**Problem statement:** An exact, complete copy of the entries is what is needed.

+ + +

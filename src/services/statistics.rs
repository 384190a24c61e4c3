//! 统计服务 - 业务能力层
//!
//! 从题目集合和书签数量推导出面板上的数字

use crate::models::QuestionRecord;

/// 面板上的四个数字加分类分布
#[derive(Debug, Clone, PartialEq, Eq, Default)]
pub struct QuestionStats {
    pub total: usize,
    pub categories: usize,
    pub code_examples: usize,
    pub bookmarked: usize,
    /// 按首次出现顺序排列的 (分类, 数量)
    pub category_counts: Vec<(String, usize)>,
}

impl QuestionStats {
    /// 计算统计数据，缺少 type 的记录算作默认分类
    pub fn compute(questions: &[QuestionRecord], bookmarked: usize) -> Self {
        let mut category_counts: Vec<(String, usize)> = Vec::new();
        for question in questions {
            let category = question.category();
            match category_counts.iter_mut().find(|(name, _)| name == category) {
                Some((_, count)) => *count += 1,
                None => category_counts.push((category.to_string(), 1)),
            }
        }

        Self {
            total: questions.len(),
            categories: category_counts.len(),
            code_examples: questions.iter().filter(|q| q.has_code_example()).count(),
            bookmarked,
            category_counts,
        }
    }

    pub fn count_for(&self, category: &str) -> usize {
        self.category_counts
            .iter()
            .find(|(name, _)| name == category)
            .map_or(0, |(_, count)| *count)
    }

    /// 图表输入：(标签, 数值)
    pub fn chart_series(&self) -> (Vec<String>, Vec<usize>) {
        self.category_counts.iter().cloned().unzip()
    }
}

/// 占比的四舍五入百分数，总数为 0 时为 0
pub fn percentage(value: usize, total: usize) -> u32 {
    if total == 0 {
        return 0;
    }
    (value as f64 / total as f64 * 100.0).round() as u32
}

#[cfg(test)]
mod tests {
    use super::*;

    fn collection() -> Vec<QuestionRecord> {
        vec![
            QuestionRecord::new(1, "a", "x").with_kind("theory"),
            QuestionRecord::new(2, "b", "```javascript\n1\n```").with_kind("coding"),
            QuestionRecord::new(3, "c", "x").with_kind("theory"),
            QuestionRecord::new(4, "d", "```python\n1\n```").with_kind("coding"),
            QuestionRecord::new(5, "e", "x").with_kind("theory"),
            QuestionRecord::new(6, "f", "x"),
        ]
    }

    #[test]
    fn untyped_records_count_as_theory() {
        let stats = QuestionStats::compute(&collection(), 2);
        assert_eq!(stats.total, 6);
        assert_eq!(stats.categories, 2);
        assert_eq!(stats.count_for("theory"), 4);
        assert_eq!(stats.count_for("coding"), 2);
        assert_eq!(stats.code_examples, 1);
        assert_eq!(stats.bookmarked, 2);
    }

    #[test]
    fn chart_series_follow_first_appearance() {
        let stats = QuestionStats::compute(&collection(), 0);
        let (labels, values) = stats.chart_series();
        assert_eq!(labels, vec!["theory".to_string(), "coding".to_string()]);
        assert_eq!(values, vec![4, 2]);
    }

    #[test]
    fn empty_collection() {
        let stats = QuestionStats::compute(&[], 0);
        assert_eq!(stats, QuestionStats::default());
    }

    #[test]
    fn percentages_round() {
        assert_eq!(percentage(4, 6), 67);
        assert_eq!(percentage(2, 6), 33);
        assert_eq!(percentage(1, 8), 13);
        assert_eq!(percentage(3, 0), 0);
    }
}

+ + +

**Response to the exercise:**
filename src/services/statistics.rs
repository 384190a24c61e4c3
//! 统计服务 - 业务能力层
//!
//! 从题目集合和书签数量推导出面板上的数字

use crate::models::QuestionRecord;

/// 面板上的四个数字加分类分布
#[derive(Debug, Clone, PartialEq, Eq, Default)]
pub struct QuestionStats {
    pub total: usize,
    pub categories: usize,
    pub code_examples: usize,
    pub bookmarked: usize,
    /// 按首次出现顺序排列的 (分类, 数量)
    pub category_counts: Vec<(String, usize)>,
}

impl QuestionStats {
    /// 计算统计数据，缺少 type 的记录算作默认分类
    pub fn compute(questions: &[QuestionRecord], bookmarked: usize) -> Self {
        let mut category_counts: Vec<(String, usize)> = Vec::new();
        for question in questions {
            let category = question.category();
            match category_counts.iter_mut().find(|(name, _)| name == category) {
                Some((_, count)) => *count += 1,
                None => category_counts.push((category.to_string(), 1)),
            }
        }

        Self {
            total: questions.len(),
            categories: category_counts.len(),
            code_examples: questions.iter().filter(|q| q.has_code_example()).count(),
            bookmarked,
            category_counts,
        }
    }

    pub fn count_for(&self, category: &str) -> usize {
        self.category_counts
            .iter()
            .find(|(name, _)| name == category)
            .map_or(0, |(_, count)| *count)
    }

    /// 图表输入：(标签, 数值)
    pub fn chart_series(&self) -> (Vec<String>, Vec<usize>) {
        self.category_counts.iter().cloned().unzip()
    }
}

/// 占比的四舍五入百分数，总数为 0 时为 0
pub fn percentage(value: usize, total: usize) -> u32 {
    if total == 0 {
        return 0;
    }
    (value as f64 / total as f64 * 100.0).round() as u32
}

#[cfg(test)]
mod tests {
    use super::*;

    fn collection() -> Vec<QuestionRecord> {
        vec![
            QuestionRecord::new(1, "a", "x").with_kind("theory"),
            QuestionRecord::new(2, "b", "```javascript\n1\n```").with_kind("coding"),
            QuestionRecord::new(3, "c", "x").with_kind("theory"),
            QuestionRecord::new(4, "d", "```python\n1\n```").with_kind("coding"),
            QuestionRecord::new(5, "e", "x").with_kind("theory"),
            QuestionRecord::new(6, "f", "x"),
        ]
    }

    #[test]
    fn untyped_records_count_as_theory() {
        let stats = QuestionStats::compute(&collection(), 2);
        assert_eq!(stats.total, 6);
        assert_eq!(stats.categories, 2);
        assert_eq!(stats.count_for("theory"), 4);
        assert_eq!(stats.count_for("coding"), 2);
        assert_eq!(stats.code_examples, 1);
        assert_eq!(stats.bookmarked, 2);
    }

    #[test]
    fn chart_series_follow_first_appearance() {
        let stats = QuestionStats::compute(&collection(), 0);
        let (labels, values) = stats.chart_series();
        assert_eq!(labels, vec!["theory".to_string(), "coding".to_string()]);
        assert_eq!(values, vec![4, 2]);
    }

    #[test]
    fn empty_collection() {
        let stats = QuestionStats::compute(&[], 0);
        assert_eq!(stats, QuestionStats::default());
    }

    #[test]
    fn percentages_round() {
        assert_eq!(percentage(4, 6), 67);
        assert_eq!(percentage(2, 6), 33);
        assert_eq!(percentage(1, 8), 13);
        assert_eq!(percentage(3, 0), 0);
    }
}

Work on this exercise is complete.